Anlässlich des 1. Jahrestages des Inkrafttretens des Gesetzes zur Bekämpfung der Korruption im Gesundheitswesen (§§ 299a/b StGB) zieht Herr Rechtsanwalt Dr. Pragal in „Der Freie Zahnarzt“, der Mitgliederzeitschrift des Freien Verbands Deutscher Zahnärzte e.V., eine Bilanz hinsichtlich der praktischen Auswirkungen des Gesetzes. Der Beitrag ist hier verfügbar.

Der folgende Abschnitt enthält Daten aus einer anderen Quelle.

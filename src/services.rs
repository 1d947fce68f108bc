//! Collaborator interfaces the simulation fires into: audio, HUD, light
//! show, and level progress. The core never blocks on any of these; they
//! are fire-and-forget seams the platform layer implements.
//!
//! `NullServices` is the do-nothing bundle; the recording bundle captures
//! every call as a line of text for tests and the headless demo.

use std::cell::RefCell;
use std::rc::Rc;

use log::debug;

use crate::settings::DetailPreset;

/// One-shot sound effects.
#[derive(Debug, Clone, Copy, PartialEq, Eq)]
pub enum AudioClip {
    Victory,
    Yay,
    Yipee,
    Yes,
    Yummy,
    Zip,
    Boing,
    Faint,
    MoonCry,
    Take,
    Fall,
    Hit,
    Beep,
    OhOh,
    Firework,
    Crickets,
}

/// Clips cheered when a plain target is reached; one is drawn at random.
pub const TARGET_REACHED_CLIPS: [AudioClip; 4] = [
    AudioClip::Yay,
    AudioClip::Yipee,
    AudioClip::Yes,
    AudioClip::Yummy,
];

#[derive(Debug, Clone, Copy, PartialEq, Eq)]
pub enum MusicTrack {
    Game,
    GameOver,
    GrandFinale,
}

pub trait AudioService {
    fn play(&mut self, clip: AudioClip);
    fn play_music(&mut self, track: MusicTrack);
    fn start_loop(&mut self, clip: AudioClip);
    fn stop_loop(&mut self, clip: AudioClip);
    fn set_paused(&mut self, paused: bool);
}

pub trait HudService {
    /// Banner when a level marker is reached.
    fn show_level(&mut self, level: usize, max_level: usize);
    /// First-level tutorial overlay.
    fn show_help(&mut self);
    fn score(&mut self, total: u32);
    /// Remaining uses of the active power.
    fn power_counter(&mut self, count: i32);
    fn powers_down(&mut self);
    /// Nudge toward the store while the player sleeps.
    fn hint_store(&mut self, show: bool);
    fn fail(&mut self);
    fn set_pause_enabled(&mut self, enabled: bool);
    fn set_store_enabled(&mut self, enabled: bool);
}

/// Light show capability. The variant is picked once at composition time
/// from the detail preset; the simulation never asks which one it got.
pub trait LightService {
    fn init(&mut self);
    fn party(&mut self);
    fn endless_party(&mut self);
}

/// Integer level progress, persisted by the platform.
pub trait ProgressStore {
    fn from_level(&self) -> usize;
    fn set_from_level(&mut self, level: usize);
    fn high_level(&self) -> usize;
    fn set_high_level(&mut self, level: usize);
}

/// Everything the simulation talks to, bundled.
pub struct Services {
    pub audio: Box<dyn AudioService>,
    pub hud: Box<dyn HudService>,
    pub lights: Box<dyn LightService>,
    pub progress: Box<dyn ProgressStore>,
}

impl Services {
    pub fn null(preset: DetailPreset) -> Self {
        Self {
            audio: Box::new(NullAudio),
            hud: Box::new(NullHud),
            lights: lights_for(preset),
            progress: Box::new(MemoryProgress::default()),
        }
    }

    /// Services that append every call to a shared log. Used by tests and
    /// the demo binary.
    pub fn recording(preset: DetailPreset) -> (Self, EventLog) {
        let log = EventLog::default();
        let services = Self {
            audio: Box::new(RecordingAudio { log: log.clone() }),
            hud: Box::new(RecordingHud { log: log.clone() }),
            lights: lights_for(preset),
            progress: Box::new(MemoryProgress::default()),
        };
        (services, log)
    }
}

/// Pick the light-show implementation for a preset.
pub fn lights_for(preset: DetailPreset) -> Box<dyn LightService> {
    if preset.full_lights() {
        Box::new(FullLights::default())
    } else {
        Box::new(BasicLights)
    }
}

// ---------------------------------------------------------------------------
// Implementations

pub struct NullAudio;

impl AudioService for NullAudio {
    fn play(&mut self, _clip: AudioClip) {}
    fn play_music(&mut self, _track: MusicTrack) {}
    fn start_loop(&mut self, _clip: AudioClip) {}
    fn stop_loop(&mut self, _clip: AudioClip) {}
    fn set_paused(&mut self, _paused: bool) {}
}

pub struct NullHud;

impl HudService for NullHud {
    fn show_level(&mut self, _level: usize, _max_level: usize) {}
    fn show_help(&mut self) {}
    fn score(&mut self, _total: u32) {}
    fn power_counter(&mut self, _count: i32) {}
    fn powers_down(&mut self) {}
    fn hint_store(&mut self, _show: bool) {}
    fn fail(&mut self) {}
    fn set_pause_enabled(&mut self, _enabled: bool) {}
    fn set_store_enabled(&mut self, _enabled: bool) {}
}

/// Animated global light rig for devices that can afford it.
#[derive(Default)]
pub struct FullLights {
    partying: bool,
}

impl LightService for FullLights {
    fn init(&mut self) {
        self.partying = false;
        debug!("lights: init");
    }

    fn party(&mut self) {
        debug!("lights: party");
    }

    fn endless_party(&mut self) {
        self.partying = true;
        debug!("lights: endless party");
    }
}

/// Static lighting for low-detail devices. Celebrations are skipped.
pub struct BasicLights;

impl LightService for BasicLights {
    fn init(&mut self) {}
    fn party(&mut self) {}
    fn endless_party(&mut self) {}
}

#[derive(Debug, Default)]
pub struct MemoryProgress {
    from_level: usize,
    high_level: usize,
}

impl ProgressStore for MemoryProgress {
    fn from_level(&self) -> usize {
        self.from_level
    }

    fn set_from_level(&mut self, level: usize) {
        self.from_level = level;
    }

    fn high_level(&self) -> usize {
        self.high_level
    }

    fn set_high_level(&mut self, level: usize) {
        self.high_level = level;
    }
}

// ---------------------------------------------------------------------------
// Recording doubles

/// Shared append-only call log.
#[derive(Debug, Clone, Default)]
pub struct EventLog(Rc<RefCell<Vec<String>>>);

impl EventLog {
    pub fn push(&self, entry: impl Into<String>) {
        self.0.borrow_mut().push(entry.into());
    }

    pub fn entries(&self) -> Vec<String> {
        self.0.borrow().clone()
    }

    pub fn contains(&self, needle: &str) -> bool {
        self.0.borrow().iter().any(|e| e.contains(needle))
    }

    pub fn count(&self, needle: &str) -> usize {
        self.0.borrow().iter().filter(|e| e.contains(needle)).count()
    }

    pub fn clear(&self) {
        self.0.borrow_mut().clear();
    }
}

pub struct RecordingAudio {
    log: EventLog,
}

impl AudioService for RecordingAudio {
    fn play(&mut self, clip: AudioClip) {
        self.log.push(format!("audio: {clip:?}"));
    }

    fn play_music(&mut self, track: MusicTrack) {
        self.log.push(format!("music: {track:?}"));
    }

    fn start_loop(&mut self, clip: AudioClip) {
        self.log.push(format!("audio loop start: {clip:?}"));
    }

    fn stop_loop(&mut self, clip: AudioClip) {
        self.log.push(format!("audio loop stop: {clip:?}"));
    }

    fn set_paused(&mut self, paused: bool) {
        self.log.push(format!("audio paused: {paused}"));
    }
}

pub struct RecordingHud {
    log: EventLog,
}

impl HudService for RecordingHud {
    fn show_level(&mut self, level: usize, max_level: usize) {
        self.log.push(format!("hud: level {level}/{max_level}"));
    }

    fn show_help(&mut self) {
        self.log.push("hud: help");
    }

    fn score(&mut self, total: u32) {
        self.log.push(format!("hud: score {total}"));
    }

    fn power_counter(&mut self, count: i32) {
        self.log.push(format!("hud: power {count}"));
    }

    fn powers_down(&mut self) {
        self.log.push("hud: powers down");
    }

    fn hint_store(&mut self, show: bool) {
        self.log.push(format!("hud: store hint {show}"));
    }

    fn fail(&mut self) {
        self.log.push("hud: fail");
    }

    fn set_pause_enabled(&mut self, enabled: bool) {
        self.log.push(format!("hud: pause button {enabled}"));
    }

    fn set_store_enabled(&mut self, enabled: bool) {
        self.log.push(format!("hud: store button {enabled}"));
    }
}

Bemerkenswert sei, so Dr. Pragal, dass im Gegensatz zu den vielfach geäußerten Befürchtungen eine „Strafverfolgungswelle“ ausgeblieben sei. Nach Erkundigungen des Autors bei verschiedenen Staatsanwaltschaften ergebe sich das Bild, dass beispielsweise die Schwerpunktstaatsanwaltschaft für Delikte im Gesundheitswesen in Wuppertal trotz einiger polizeilicher Ermittlungsanfragen kein einziges Verfahren eingeleitet habe. Bei der für das gesamte Bundesland Hessen zuständigen Schwerpunktstaatsanwaltschaft bei der Generalstaatsanwaltschaft Frankfurt am Main seien vier Verfahren eingeleitet worden, bei denen es sich indessen um schwerwiegende Rechtsverstöße handele. Auch in den Medien sei bisher – soweit ersichtlich – noch kein Verfahren thematisiert worden. Dieser Befund spreche dafür, dass die Staatsanwaltschaften von den neuen Strafvorschriften ausgesprochen zurückhaltend Gebrauch machten.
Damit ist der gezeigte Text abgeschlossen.